§ **DESCRIPTION OF THE TASK**: Count every line in the following listing that contains "than", then report that count with nothing added.
──────── EXTRACTED ENTRIES
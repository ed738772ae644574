use std::collections::HashMap;
use std::path::{Path, PathBuf};
use std::time::Duration;

use serde::{Deserialize, Serialize};
use thiserror::Error;

use crate::buffer::DEFAULT_HISTORY_LIMIT;
use crate::input::{Gesture, GestureError};
use crate::scanner::{Severity, DEFAULT_CARRY_LIMIT};

/// Default fan-out piece size (64 KiB).
pub const DEFAULT_CHUNK_SIZE: usize = 64 * 1024;

/// Engine configuration, loaded from TOML. Every field has a default, so an
/// empty file (or no file) is a valid configuration.
#[derive(Debug, Clone, Serialize, Deserialize)]
#[serde(default)]
pub struct EngineConfig {
    /// Maximum bytes of history kept per session.
    pub history_limit: usize,
    /// Maximum size of one outbound output piece.
    pub chunk_size: usize,
    /// How long a terminated child gets before it is killed.
    pub termination_grace_ms: u64,
    /// Child liveness check interval of the read loop.
    pub poll_interval_ms: u64,
    /// Keep a session without channels alive for this long. `None` closes it
    /// as soon as the last channel detaches.
    pub keep_alive_secs: Option<u64>,
    /// How many closed session ids are remembered for resume checks.
    pub closed_retention: usize,
    /// Value of `TERM` in the child environment.
    pub term: String,
    /// Default working directory for new sessions.
    pub cwd: Option<PathBuf>,
    pub scanner: ScannerConfig,
    pub shell: ShellConfig,
    pub agent: AgentConfig,
}

impl Default for EngineConfig {
    fn default() -> Self {
        Self {
            history_limit: DEFAULT_HISTORY_LIMIT,
            chunk_size: DEFAULT_CHUNK_SIZE,
            termination_grace_ms: 5_000,
            poll_interval_ms: 50,
            keep_alive_secs: None,
            closed_retention: 1024,
            term: "xterm-256color".to_string(),
            cwd: None,
            scanner: ScannerConfig::default(),
            shell: ShellConfig::default(),
            agent: AgentConfig::default(),
        }
    }
}

/// Threat scanner and block policy settings.
#[derive(Debug, Clone, Serialize, Deserialize)]
#[serde(default)]
pub struct ScannerConfig {
    /// Scan session output at all.
    pub enabled: bool,
    /// Consult the external advisory scanner, when one is installed.
    pub advisory: bool,
    /// Upper bound on one advisory request.
    pub advisory_timeout_ms: u64,
    /// Key that unlocks a blocked session, e.g. `ctrl+]`.
    pub unlock_gesture: String,
    /// Cap on the unfinished line carried between chunks.
    pub carry_limit: usize,
    /// Drop the built-in tables and use only `rules`.
    pub replace_defaults: bool,
    /// Extra rules, appended to their tier.
    pub rules: Vec<RuleConfig>,
}

impl Default for ScannerConfig {
    fn default() -> Self {
        Self {
            enabled: true,
            advisory: false,
            advisory_timeout_ms: 2_000,
            unlock_gesture: "ctrl+]".to_string(),
            carry_limit: DEFAULT_CARRY_LIMIT,
            replace_defaults: false,
            rules: Vec::new(),
        }
    }
}

/// One scanner rule.
#[derive(Debug, Clone, PartialEq, Eq, Serialize, Deserialize)]
pub struct RuleConfig {
    pub tier: Severity,
    pub pattern: String,
    pub description: String,
}

/// Interactive shell backend.
#[derive(Debug, Clone, Serialize, Deserialize)]
#[serde(default)]
pub struct ShellConfig {
    /// Shell binary; `$SHELL` (then `/bin/sh`) when unset.
    pub program: Option<String>,
    /// Start a login shell (`-l`).
    pub login: bool,
    /// Run the shell as this user through `switch_user_command`.
    pub switch_user: Option<String>,
    /// Helper invocation; `{user}` is replaced with `switch_user`.
    pub switch_user_command: Vec<String>,
}

impl Default for ShellConfig {
    fn default() -> Self {
        Self {
            program: None,
            login: false,
            switch_user: None,
            switch_user_command: vec![
                "sudo".to_string(),
                "-u".to_string(),
                "{user}".to_string(),
                "-i".to_string(),
            ],
        }
    }
}

/// Agent launcher backend.
#[derive(Debug, Clone, Default, Serialize, Deserialize)]
#[serde(default)]
pub struct AgentConfig {
    pub program: Option<String>,
    pub args: Vec<String>,
    /// Extra environment for agent sessions.
    pub env: HashMap<String, String>,
}

impl EngineConfig {
    /// Load config from a TOML file path. Returns None if file doesn't exist.
    pub fn load(path: &Path) -> Result<Option<Self>, ConfigError> {
        if !path.exists() {
            return Ok(None);
        }

        check_config_permissions(path);

        let contents = std::fs::read_to_string(path)
            .map_err(|source| ConfigError::ReadFailed {
                path: path.to_path_buf(),
                source,
            })?;
        let config: Self = toml::from_str(&contents).map_err(|source| ConfigError::ParseFailed {
            path: path.to_path_buf(),
            source,
        })?;
        config.validate()?;
        Ok(Some(config))
    }

    /// Load from `path` if given, else from the default location; fall back
    /// to defaults when no file exists.
    pub fn load_or_default(path: Option<&Path>) -> Result<Self, ConfigError> {
        let path = match path {
            Some(p) => p.to_path_buf(),
            None => match default_config_path() {
                Some(p) => p,
                None => return Ok(Self::default()),
            },
        };
        Ok(Self::load(&path)?.unwrap_or_default())
    }

    pub fn to_toml(&self) -> Result<String, ConfigError> {
        toml::to_string_pretty(self).map_err(ConfigError::SerializeFailed)
    }

    /// Reject values the engine cannot run with.
    pub fn validate(&self) -> Result<(), ConfigError> {
        if self.chunk_size == 0 {
            return Err(ConfigError::Invalid("chunk_size must be greater than 0".into()));
        }
        if self.poll_interval_ms == 0 {
            return Err(ConfigError::Invalid("poll_interval_ms must be greater than 0".into()));
        }
        self.gesture()?;
        Ok(())
    }

    pub fn gesture(&self) -> Result<Gesture, ConfigError> {
        Gesture::parse(&self.scanner.unlock_gesture).map_err(ConfigError::Gesture)
    }

    pub fn termination_grace(&self) -> Duration {
        Duration::from_millis(self.termination_grace_ms)
    }

    pub fn poll_interval(&self) -> Duration {
        Duration::from_millis(self.poll_interval_ms)
    }

    pub fn keep_alive(&self) -> Option<Duration> {
        self.keep_alive_secs.map(Duration::from_secs)
    }

    pub fn advisory_timeout(&self) -> Duration {
        Duration::from_millis(self.scanner.advisory_timeout_ms)
    }
}

/// `~/.config/shellguard/config.toml` (platform equivalent).
pub fn default_config_path() -> Option<PathBuf> {
    dirs::config_dir().map(|d| d.join("shellguard").join("config.toml"))
}

/// Errors that can occur when loading config.
#[derive(Error, Debug)]
pub enum ConfigError {
    #[error("failed to read config {}: {source}", .path.display())]
    ReadFailed {
        path: PathBuf,
        #[source]
        source: std::io::Error,
    },

    #[error("failed to parse config {}: {source}", .path.display())]
    ParseFailed {
        path: PathBuf,
        #[source]
        source: toml::de::Error,
    },

    #[error("failed to serialize config: {0}")]
    SerializeFailed(#[source] toml::ser::Error),

    #[error("invalid config: {0}")]
    Invalid(String),

    #[error("invalid unlock gesture: {0}")]
    Gesture(#[source] GestureError),

    #[error(transparent)]
    Scanner(#[from] crate::scanner::ScannerError),
}

/// Check file permissions on a config file and warn if world-writable.
///
/// The file defines which output blocks a session; anyone who can write it
/// can switch the scanner off.
#[cfg(unix)]
pub fn check_config_permissions(path: &Path) {
    use std::os::unix::fs::PermissionsExt;

    let metadata = match std::fs::metadata(path) {
        Ok(m) => m,
        Err(_) => return,
    };

    let mode = metadata.permissions().mode();
    if is_world_writable(mode) {
        tracing::warn!(
            "config file {} is world-writable (mode {:o}); restrict it to 644 or tighter",
            path.display(),
            mode & 0o7777,
        );
    }
}

#[cfg(not(unix))]
pub fn check_config_permissions(_path: &Path) {}

/// Returns true if the given file mode has the world-writable bit set.
#[cfg(unix)]
pub fn is_world_writable(mode: u32) -> bool {
    mode & 0o002 != 0
}

#[cfg(test)]
mod tests {
    use super::*;

    #[test]
    fn parse_empty_config_uses_defaults() {
        let config: EngineConfig = toml::from_str("").unwrap();
        assert_eq!(config.history_limit, DEFAULT_HISTORY_LIMIT);
        assert_eq!(config.chunk_size, DEFAULT_CHUNK_SIZE);
        assert_eq!(config.termination_grace(), Duration::from_secs(5));
        assert!(config.keep_alive().is_none());
        assert!(config.scanner.enabled);
        assert!(!config.scanner.advisory);
        assert_eq!(config.scanner.unlock_gesture, "ctrl+]");
    }

    #[test]
    fn parse_full_config() {
        let toml = r#"
            history_limit = 1000
            chunk_size = 4096
            termination_grace_ms = 250
            keep_alive_secs = 30
            term = "screen"

            [scanner]
            advisory = true
            unlock_gesture = "ctrl+g"

            [[scanner.rules]]
            tier = "critical"
            pattern = "nuke"
            description = "nuclear option"

            [shell]
            program = "/bin/bash"
            login = true

            [agent]
            program = "/usr/local/bin/agent"
            args = ["--interactive"]
            env = { AGENT_MODE = "pty" }
        "#;
        let config: EngineConfig = toml::from_str(toml).unwrap();
        assert_eq!(config.history_limit, 1000);
        assert_eq!(config.chunk_size, 4096);
        assert_eq!(config.termination_grace(), Duration::from_millis(250));
        assert_eq!(config.keep_alive(), Some(Duration::from_secs(30)));
        assert_eq!(config.term, "screen");
        assert!(config.scanner.advisory);
        assert_eq!(config.scanner.rules.len(), 1);
        assert_eq!(config.scanner.rules[0].tier, Severity::Critical);
        assert_eq!(config.shell.program.as_deref(), Some("/bin/bash"));
        assert!(config.shell.login);
        assert_eq!(config.agent.args, vec!["--interactive"]);
        assert_eq!(config.agent.env.get("AGENT_MODE").map(String::as_str), Some("pty"));
        assert!(config.validate().is_ok());
    }

    #[test]
    fn zero_chunk_size_is_invalid() {
        let config = EngineConfig {
            chunk_size: 0,
            ..Default::default()
        };
        assert!(matches!(config.validate(), Err(ConfigError::Invalid(_))));
    }

    #[test]
    fn bad_gesture_is_invalid() {
        let mut config = EngineConfig::default();
        config.scanner.unlock_gesture = "hyper+space".into();
        assert!(matches!(config.validate(), Err(ConfigError::Gesture(_))));
    }

    #[test]
    fn load_missing_file_returns_none() {
        let dir = tempfile::tempdir().unwrap();
        let loaded = EngineConfig::load(&dir.path().join("absent.toml")).unwrap();
        assert!(loaded.is_none());
    }

    #[test]
    fn load_or_default_reads_file() {
        let dir = tempfile::tempdir().unwrap();
        let path = dir.path().join("config.toml");
        std::fs::write(&path, "history_limit = 42\n").unwrap();
        let config = EngineConfig::load_or_default(Some(&path)).unwrap();
        assert_eq!(config.history_limit, 42);
    }

    #[test]
    fn load_reports_parse_errors() {
        let dir = tempfile::tempdir().unwrap();
        let path = dir.path().join("config.toml");
        std::fs::write(&path, "history_limit = \"lots\"\n").unwrap();
        let err = EngineConfig::load(&path).unwrap_err();
        assert!(matches!(err, ConfigError::ParseFailed { .. }), "got: {err:?}");
    }

    #[test]
    fn serialize_roundtrip_keeps_rules() {
        let mut config = EngineConfig::default();
        config.scanner.rules.push(RuleConfig {
            tier: Severity::High,
            pattern: "x".into(),
            description: "y".into(),
        });
        let text = config.to_toml().unwrap();
        let reparsed: EngineConfig = toml::from_str(&text).unwrap();
        assert_eq!(reparsed.scanner.rules, config.scanner.rules);
    }

    #[cfg(unix)]
    #[test]
    fn world_writable_detection() {
        assert!(is_world_writable(0o666));
        assert!(is_world_writable(0o777));
        assert!(!is_world_writable(0o644));
        assert!(!is_world_writable(0o600));
    }

    #[cfg(unix)]
    #[test]
    fn check_permissions_does_not_panic() {
        use std::os::unix::fs::PermissionsExt;

        let dir = tempfile::tempdir().unwrap();
        let path = dir.path().join("config.toml");
        std::fs::write(&path, "# test").unwrap();
        std::fs::set_permissions(&path, std::fs::Permissions::from_mode(0o666)).unwrap();
        check_config_permissions(&path);
        check_config_permissions(&dir.path().join("missing.toml"));
    }
}
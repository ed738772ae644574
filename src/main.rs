//! shellguard - guarded terminal sessions
//!
//! ## Modes
//!
//! **run**: Starts a managed session with the current terminal as its
//! primary channel. Output is scanned; dangerous output suspends input until
//! the unlock gesture is pressed twice.
//!
//! **watch**: Monitors a log stream (file, command or stdin) with the same
//! scanner, holding output back while blocked.
//!
//! **scan**: Classifies text once and prints the verdict as JSON.
//!
//! **config**: Prints the effective configuration.

use std::io::Read;
use std::path::PathBuf;
use std::sync::Arc;

use clap::{Parser as ClapParser, Subcommand};
use thiserror::Error;
use tracing_subscriber::{layer::SubscriberExt, util::SubscriberInitExt};

use shellguard::{
    client,
    config::{ConfigError, EngineConfig},
    pty::BackendKind,
    scanner::ThreatScanner,
    session::{CreateRequest, OwnerInfo, SessionFactory},
    terminal,
    watch::{self, WatchExit, WatchOptions, WatchSource},
};

/// shellguard - guarded terminal sessions
#[derive(ClapParser, Debug)]
#[command(name = "shellguard", version, about, long_about = None)]
struct Cli {
    #[command(subcommand)]
    command: Option<Commands>,

    /// Path to the config file (default: ~/.config/shellguard/config.toml)
    #[arg(long, global = true, env = "SHELLGUARD_CONFIG")]
    config: Option<PathBuf>,
}

#[derive(Subcommand, Debug)]
enum Commands {
    /// Run a guarded session in this terminal (the default)
    Run {
        /// What to run in the session
        #[arg(long, value_enum, default_value_t = BackendKind::Shell)]
        backend: BackendKind,

        /// Session id (generated when omitted)
        #[arg(long)]
        id: Option<String>,

        /// Working directory for the child
        #[arg(long)]
        cwd: Option<PathBuf>,
    },

    /// Watch a log stream and block on dangerous output
    Watch {
        /// Follow this file
        #[arg(long, conflicts_with = "command")]
        file: Option<PathBuf>,

        /// Run this command (via sh -c) and watch its stdout
        #[arg(long)]
        command: Option<String>,

        /// Read the stream from stdin (also the default)
        #[arg(value_name = "-")]
        stdin: Option<String>,
    },

    /// Classify text from a file or stdin and print the verdict
    Scan {
        /// File to scan; stdin when omitted or "-"
        file: Option<PathBuf>,
    },

    /// Print the effective configuration as TOML
    Config,
}

#[derive(Error, Debug)]
pub enum ShellguardError {
    #[error("config error: {0}")]
    Config(#[from] ConfigError),

    #[error(transparent)]
    Client(#[from] client::ClientError),

    #[error(transparent)]
    Watch(#[from] watch::WatchError),

    #[error("terminal error: {0}")]
    Terminal(#[from] terminal::TerminalError),

    #[error("io error: {0}")]
    Io(#[from] std::io::Error),

    #[error("json error: {0}")]
    Json(#[from] serde_json::Error),

    #[error("invalid arguments: {0}")]
    Usage(String),
}

#[tokio::main]
async fn main() {
    let cli = Cli::parse();
    init_tracing();

    let code = match run(cli).await {
        Ok(code) => code,
        Err(err) => {
            eprintln!("shellguard: {err}");
            1
        }
    };
    // Blocking stdin readers may still be parked in read(); do not wait for them.
    std::process::exit(code);
}

/// Tracing goes to stderr: stdout carries the session's terminal output.
fn init_tracing() {
    tracing_subscriber::registry()
        .with(tracing_subscriber::EnvFilter::new(
            std::env::var("RUST_LOG").unwrap_or_else(|_| "shellguard=info".into()),
        ))
        .with(tracing_subscriber::fmt::layer().with_writer(std::io::stderr))
        .init();
}

async fn run(cli: Cli) -> Result<i32, ShellguardError> {
    let config = EngineConfig::load_or_default(cli.config.as_deref())?;

    match cli.command.unwrap_or(Commands::Run {
        backend: BackendKind::Shell,
        id: None,
        cwd: None,
    }) {
        Commands::Run { backend, id, cwd } => run_session(config, backend, id, cwd).await,
        Commands::Watch { file, command, stdin } => run_watch(config, file, command, stdin).await,
        Commands::Scan { file } => run_scan(&config, file),
        Commands::Config => {
            print!("{}", config.to_toml()?);
            Ok(0)
        }
    }
}

// ── Local session ──────────────────────────────────────────────────

async fn run_session(
    config: EngineConfig,
    backend: BackendKind,
    id: Option<String>,
    cwd: Option<PathBuf>,
) -> Result<i32, ShellguardError> {
    let factory = SessionFactory::new(config)?;
    tracing::info!(%backend, gesture = %factory.gesture().label(), "starting guarded session");

    let request = CreateRequest {
        id,
        backend,
        cwd,
        owner: OwnerInfo {
            remote_addr: None,
            label: std::env::var("USER").ok(),
        },
        ..CreateRequest::default()
    };
    let result = client::run_local(&factory, request).await;
    factory.shutdown_all().await;

    let reason = result?;
    terminal::write_stdout(format!("\r\n[session ended: {reason}]\r\n").as_bytes())?;
    Ok(0)
}

// ── Watch mode ─────────────────────────────────────────────────────

async fn run_watch(
    config: EngineConfig,
    file: Option<PathBuf>,
    command: Option<String>,
    stdin: Option<String>,
) -> Result<i32, ShellguardError> {
    let source = match (file, command, stdin.as_deref()) {
        (Some(path), None, None) => WatchSource::File(path),
        (None, Some(cmd), None) => WatchSource::Command(cmd),
        (None, None, None) | (None, None, Some("-")) => WatchSource::Stdin,
        (None, None, Some(other)) => {
            return Err(ShellguardError::Usage(format!(
                "unexpected argument {other:?}; use --file PATH to follow a file"
            )))
        }
        _ => return Err(ShellguardError::Usage("choose one of --file, --command or -".into())),
    };

    let scanner = Arc::new(ThreatScanner::from_config(&config.scanner).map_err(ConfigError::from)?);
    let options = WatchOptions {
        source,
        gesture: config.gesture()?,
        carry_limit: config.scanner.carry_limit,
        hold_limit: config.history_limit,
        poll_interval: config.poll_interval(),
    };

    let summary = watch::run_watch(options, scanner).await?;
    eprintln!(
        "\r\nshellguard: watched {} bytes, {} block(s)",
        summary.bytes, summary.blocks
    );
    Ok(match summary.exit {
        WatchExit::SourceEnded => 0,
        WatchExit::Interrupted => 130,
    })
}

// ── One-shot scan ──────────────────────────────────────────────────

fn run_scan(config: &EngineConfig, file: Option<PathBuf>) -> Result<i32, ShellguardError> {
    let text = match file {
        Some(path) if path.as_os_str() != "-" => std::fs::read_to_string(&path)?,
        _ => {
            let mut text = String::new();
            std::io::stdin().read_to_string(&mut text)?;
            text
        }
    };

    let scanner = ThreatScanner::from_config(&config.scanner).map_err(ConfigError::from)?;
    let verdict = scanner.scan(&text);
    println!("{}", serde_json::to_string_pretty(&verdict)?);

    // Non-zero when the text would have blocked input.
    Ok(if verdict.should_block { 2 } else { 0 })
}

#[cfg(test)]
mod tests {
    use super::*;
    use clap::CommandFactory;

    #[test]
    fn cli_is_well_formed() {
        Cli::command().debug_assert();
    }

    #[test]
    fn parses_watch_file() {
        let cli = Cli::try_parse_from(["shellguard", "watch", "--file", "/var/log/syslog"]).unwrap();
        match cli.command {
            Some(Commands::Watch { file, command, stdin }) => {
                assert_eq!(file, Some(PathBuf::from("/var/log/syslog")));
                assert!(command.is_none());
                assert!(stdin.is_none());
            }
            other => panic!("unexpected command {other:?}"),
        }
    }

    #[test]
    fn parses_run_with_backend() {
        let cli = Cli::try_parse_from(["shellguard", "run", "--backend", "agent", "--id", "a1"]).unwrap();
        match cli.command {
            Some(Commands::Run { backend, id, .. }) => {
                assert_eq!(backend, BackendKind::Agent);
                assert_eq!(id.as_deref(), Some("a1"));
            }
            other => panic!("unexpected command {other:?}"),
        }
    }

    #[test]
    fn global_config_flag() {
        let cli = Cli::try_parse_from(["shellguard", "config", "--config", "/tmp/x.toml"]).unwrap();
        assert_eq!(cli.config, Some(PathBuf::from("/tmp/x.toml")));
    }
}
────────────────
§ **EXERCISE OUTPUT**: 2